No vamos a hablar de la conferencia del profesional porque no la hemos asistido, ni del profesional porque solo lo escuchamos unos minutos. Pero -a raíz de lo arriba relatado- sí hablaremos de ciertos vendedores de falsas ilusiones y de esas falsas ilusiones.
El ser humano es un conjunto, unido, pero de partes diferenciadas, armónico. Ese conjunto no es solo compuesto por elementos materiales, sino que tiene un alma, su parte espiritual. Y como conjunto, lo que afecta a una parte afecta también al todo.
Es claro que, por ejemplo, si algo nos causa tristeza esto se reflejará en el cuerpo, de diversas maneras, sea en la producción de hormonas, en la afectación al sistema inmunológico, en la producción o el mecanismo de neurotransmisores, etc., etc. Y viceversa. Si degustamos una comida bien agradable y saludable -por ejemplo y para mi gusto personal un buen risotto, salpicado con algo de frutos del mar-, pues muy probablemente nos sentiremos contentos, experimentaremos sentimientos ‘positivos’, nuestro pensamiento fluirá más fácilmente hacia ideas «positivas». Esto ya lo ha constatado la ciencia, a la que entretanto todavía le falta mucho por descubrir en dichos campos.
Pero lo bobo y lo iluso es lo simplista, muchísimas veces presente -de forma explícita o implícita- en el noticiario cotidiano: «Pensamiento o actitud positiva, es garantía de buena salud y felicidad». «Piense feliz, y sea feliz». «Pensamiento positivo»; «actitud positiva»; «todo es actitud». Frases similares fueron y aún son proclamadas por doquier como la panacea, como el remedio a todos los males, como el secreto de la felicidad: y miren como está el mundo de peor…
Sin embargo lo más delicado de esa propaganda simplista es la abstracción que hace del mundo sobrenatural, del mundo de la gracia. Para ella, toda solución la tiene que encontrar el hombre en sí mismo, y resulta que el compuesto humano no fue hecho para auto-alimentarse, sino para alimentarse en Dios.
Por ejemplo, con el tema del sufrimiento.

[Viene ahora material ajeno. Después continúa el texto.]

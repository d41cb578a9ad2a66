//! Domain types for the cognitive request-processing pipeline.
//!
//! These are the plain data types threaded through a single request's
//! lifetime: the inbound [`Request`], the [`PipelineState`] mutated by each
//! stage, and the outbound [`Response`]. None of these types carry behavior
//! beyond small constructors and accessors — the behavior lives in
//! `crate::pipeline` and `crate::orchestrator`.

mod cognitive;
mod fingerprint;
mod rapid;
mod request;
mod response;
mod routing;

pub use cognitive::{CognitiveResult, ModelTier};
pub use fingerprint::{Fingerprint, ProjectContextCache};
pub use rapid::{RapidDecision, RapidLevel};
pub use request::{Request, RequestContext, RequestType};
pub use response::{Response, TokenMetrics};
pub use routing::{RoutingDecision, TaskType};

use std::collections::HashMap;
use std::time::Duration;

use crate::events::EventEmitter;
use crate::llm::ToolDefinition;
use crate::tools::ToolResult;

/// Mutable state owned by a single request as it flows through the pipeline.
///
/// A `PipelineState` is created once per [`Request`] and lives only for the
/// duration of one `Orchestrator::process` call (see spec.md §3,
/// "Lifecycle = one request; not shared across requests").
pub struct PipelineState {
    pub request: Request,
    pub response_content: Option<String>,
    pub routing: Option<RoutingDecision>,
    pub rapid: Option<RapidDecision>,
    pub cognitive: Option<CognitiveResult>,
    pub knowledge_hits: Vec<KnowledgeHit>,
    pub strategic_principles: Vec<String>,
    pub tool_results: Vec<(String, ToolResult)>,
    pub available_tools: Vec<ToolDefinition>,
    pub llm_provider_used: Option<String>,
    pub llm_model_used: Option<String>,
    pub llm_model_logged: Option<String>,
    pub errors: Vec<String>,
    pub stage_durations: HashMap<String, Duration>,
    pub cancelled: bool,
    pub handled_early: bool,
    pub metadata: HashMap<String, serde_json::Value>,
    pub token_usage_local: u64,
    pub token_usage_external: u64,
    pub emitter: EventEmitter,
}

impl PipelineState {
    pub fn new(request: Request, emitter: EventEmitter) -> Self {
        Self {
            request,
            response_content: None,
            routing: None,
            rapid: None,
            cognitive: None,
            knowledge_hits: Vec::new(),
            strategic_principles: Vec::new(),
            tool_results: Vec::new(),
            available_tools: Vec::new(),
            llm_provider_used: None,
            llm_model_used: None,
            llm_model_logged: None,
            errors: Vec::new(),
            stage_durations: HashMap::new(),
            cancelled: false,
            handled_early: false,
            metadata: HashMap::new(),
            token_usage_local: 0,
            token_usage_external: 0,
            emitter,
        }
    }

    /// Record an error without aborting the pipeline (spec.md §4.1, failure policy).
    pub fn record_error(&mut self, stage: &str, message: impl Into<String>) {
        self.errors.push(format!("{stage}: {}", message.into()));
    }

    /// True once either the RAPID gate or the introspection stage has set a
    /// final response and asked remaining stages to be skipped.
    pub fn should_early_exit(&self) -> bool {
        self.handled_early || (self.rapid_requests_clarification() && self.response_content.is_some())
    }

    fn rapid_requests_clarification(&self) -> bool {
        matches!(
            self.rapid,
            Some(RapidDecision {
                clarification_needed: true,
                ..
            })
        )
    }
}

/// A single retrieved memory/knowledge passage (spec.md §3, Blackboard.Memories).
#[derive(Debug, Clone)]
pub struct KnowledgeHit {
    pub content: String,
    pub relevance: f32,
}
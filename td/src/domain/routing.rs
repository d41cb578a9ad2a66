//! Routing decision, per spec.md §3.

use serde::{Deserialize, Serialize};

/// The kind of work a request represents, used to steer prompt construction
/// and model tier selection.
#[derive(Debug, Clone, Copy, PartialEq, Eq, Serialize, Deserialize)]
#[serde(rename_all = "snake_case")]
pub enum TaskType {
    General,
    CodeGen,
    Debug,
    Review,
    Planning,
    Infrastructure,
    Explain,
    Refactor,
}

/// Output of the routing stage (spec.md §3: "Produced by the routing stage
/// from the input plus platform hints").
#[derive(Debug, Clone)]
pub struct RoutingDecision {
    pub task_type: TaskType,
    pub confidence: f32,
    pub rationale: String,
}

impl RoutingDecision {
    pub fn new(task_type: TaskType, confidence: f32, rationale: impl Into<String>) -> Self {
        debug_assert!((0.0..=1.0).contains(&confidence));
        Self {
            task_type,
            confidence: confidence.clamp(0.0, 1.0),
            rationale: rationale.into(),
        }
    }
}
//! Running counters (spec.md §4.1, §5): "atomic counters plus a
//! mutex-protected map for per-task-type distribution."

use std::collections::HashMap;
use std::sync::atomic::{AtomicU64, Ordering};
use std::sync::Mutex;

use crate::domain::TaskType;

#[derive(Debug, Clone, Default)]
pub struct StatsSnapshot {
    pub total: u64,
    pub success: u64,
    pub failure: u64,
    pub cancelled: u64,
    pub tool_calls: u64,
    pub knowledge_hits: u64,
    pub task_distribution: HashMap<&'static str, u64>,
}

#[derive(Default)]
pub struct OrchestratorStats {
    total: AtomicU64,
    success: AtomicU64,
    failure: AtomicU64,
    cancelled: AtomicU64,
    tool_calls: AtomicU64,
    knowledge_hits: AtomicU64,
    task_distribution: Mutex<HashMap<&'static str, u64>>,
}

fn task_type_name(task_type: TaskType) -> &'static str {
    match task_type {
        TaskType::General => "general",
        TaskType::CodeGen => "code_gen",
        TaskType::Debug => "debug",
        TaskType::Review => "review",
        TaskType::Planning => "planning",
        TaskType::Infrastructure => "infrastructure",
        TaskType::Explain => "explain",
        TaskType::Refactor => "refactor",
    }
}

impl OrchestratorStats {
    /// Record the outcome of one `Process` call (spec.md §8, invariant #9:
    /// "Stats counters are monotone non-decreasing; total = success +
    /// failure + cancelled").
    pub fn record(&self, success: bool, cancelled: bool, tool_calls: u64, knowledge_hits: u64, task_type: TaskType) {
        self.total.fetch_add(1, Ordering::Relaxed);
        if cancelled {
            self.cancelled.fetch_add(1, Ordering::Relaxed);
        } else if success {
            self.success.fetch_add(1, Ordering::Relaxed);
        } else {
            self.failure.fetch_add(1, Ordering::Relaxed);
        }
        self.tool_calls.fetch_add(tool_calls, Ordering::Relaxed);
        self.knowledge_hits.fetch_add(knowledge_hits, Ordering::Relaxed);

        let mut distribution = self.task_distribution.lock().unwrap();
        *distribution.entry(task_type_name(task_type)).or_insert(0) += 1;
    }

    pub fn snapshot(&self) -> StatsSnapshot {
        StatsSnapshot {
            total: self.total.load(Ordering::Relaxed),
            success: self.success.load(Ordering::Relaxed),
            failure: self.failure.load(Ordering::Relaxed),
            cancelled: self.cancelled.load(Ordering::Relaxed),
            tool_calls: self.tool_calls.load(Ordering::Relaxed),
            knowledge_hits: self.knowledge_hits.load(Ordering::Relaxed),
            task_distribution: self.task_distribution.lock().unwrap().clone(),
        }
    }
}

#[cfg(test)]
mod tests {
    use super::*;

    #[test]
    fn total_equals_success_plus_failure_plus_cancelled() {
        let stats = OrchestratorStats::default();
        stats.record(true, false, 0, 0, TaskType::General);
        stats.record(false, false, 0, 0, TaskType::Debug);
        stats.record(false, true, 0, 0, TaskType::General);

        let snapshot = stats.snapshot();
        assert_eq!(snapshot.total, snapshot.success + snapshot.failure + snapshot.cancelled);
        assert_eq!(snapshot.total, 3);
    }
}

Mucha -por no decir toda- de esa literatura tipo autoayuda tiene como premisa que hay que evitar a toda costa todo sufrimiento, lo que por demás es imposible en este valle de lágrimas. Entonces cuando éste llega, el hombre formado en las tesis «auto-ayuda» buscará llenarse de pensamiento «positivo», querrá generar en sí la consabida actitud «positiva», procurará otros mil artilugios para hacer desaparecer el sufrimiento. Pero con mucha frecuencia éste no va a desaparecer, y la única manera de enfrentarlo es a veces con la resignación, la paciente resignación cristiana, auxiliada por la gracia, que encuentra que el sufrimiento es también un camino para ir hacia Dios, para alejarnos de las meras preocupaciones de esta tierra y viajar hacia la eternidad. Si el propio Hijo de Dios quiso sufrir, quien soy yo para desechar sus caminos…
Si hay alguien débil, son las nuevas generaciones, acostumbradas al facilismo, a la pronta gratificación placentera, al poco esfuerzo suplido por los adelantos de la técnica. Y entonces: ¿somos los moles y flojos habitantes de esta neo-aldea global los que vamos a invocar las ‘super-fuerzas’ interiores que no tenemos para enfrentar los crecientes desafíos de esta vida? No seamos locos, pues loco es el que no recurre a Dios, a la Virgen, a sus santos, a los ángeles, a la gracia que ellos nos dan.
Ahí siempre ha estado la gracia, esa ayuda que Dios envía normalmente al que la pide, para iluminar la inteligencia, fortalecer la voluntad y templar la sensibilidad. Pero hoy ella es más necesaria. Con la gracia, tendremos pensamientos «positivos» inclusive cuando estemos padeciendo sufrimientos, o seamos agobiados por incertidumbres. Con la gracia tendremos energías renovadas para enfrentar la lucha de todos los días, y sentiremos, incluso en medio de los dolores, que con Dios saldremos adelante, hasta más allá de las puertas de la muerte.
La gracia es esa cosa verdaderamente «positiva» que lo puede todo. Por eso hay que pedirla, hay que rezar.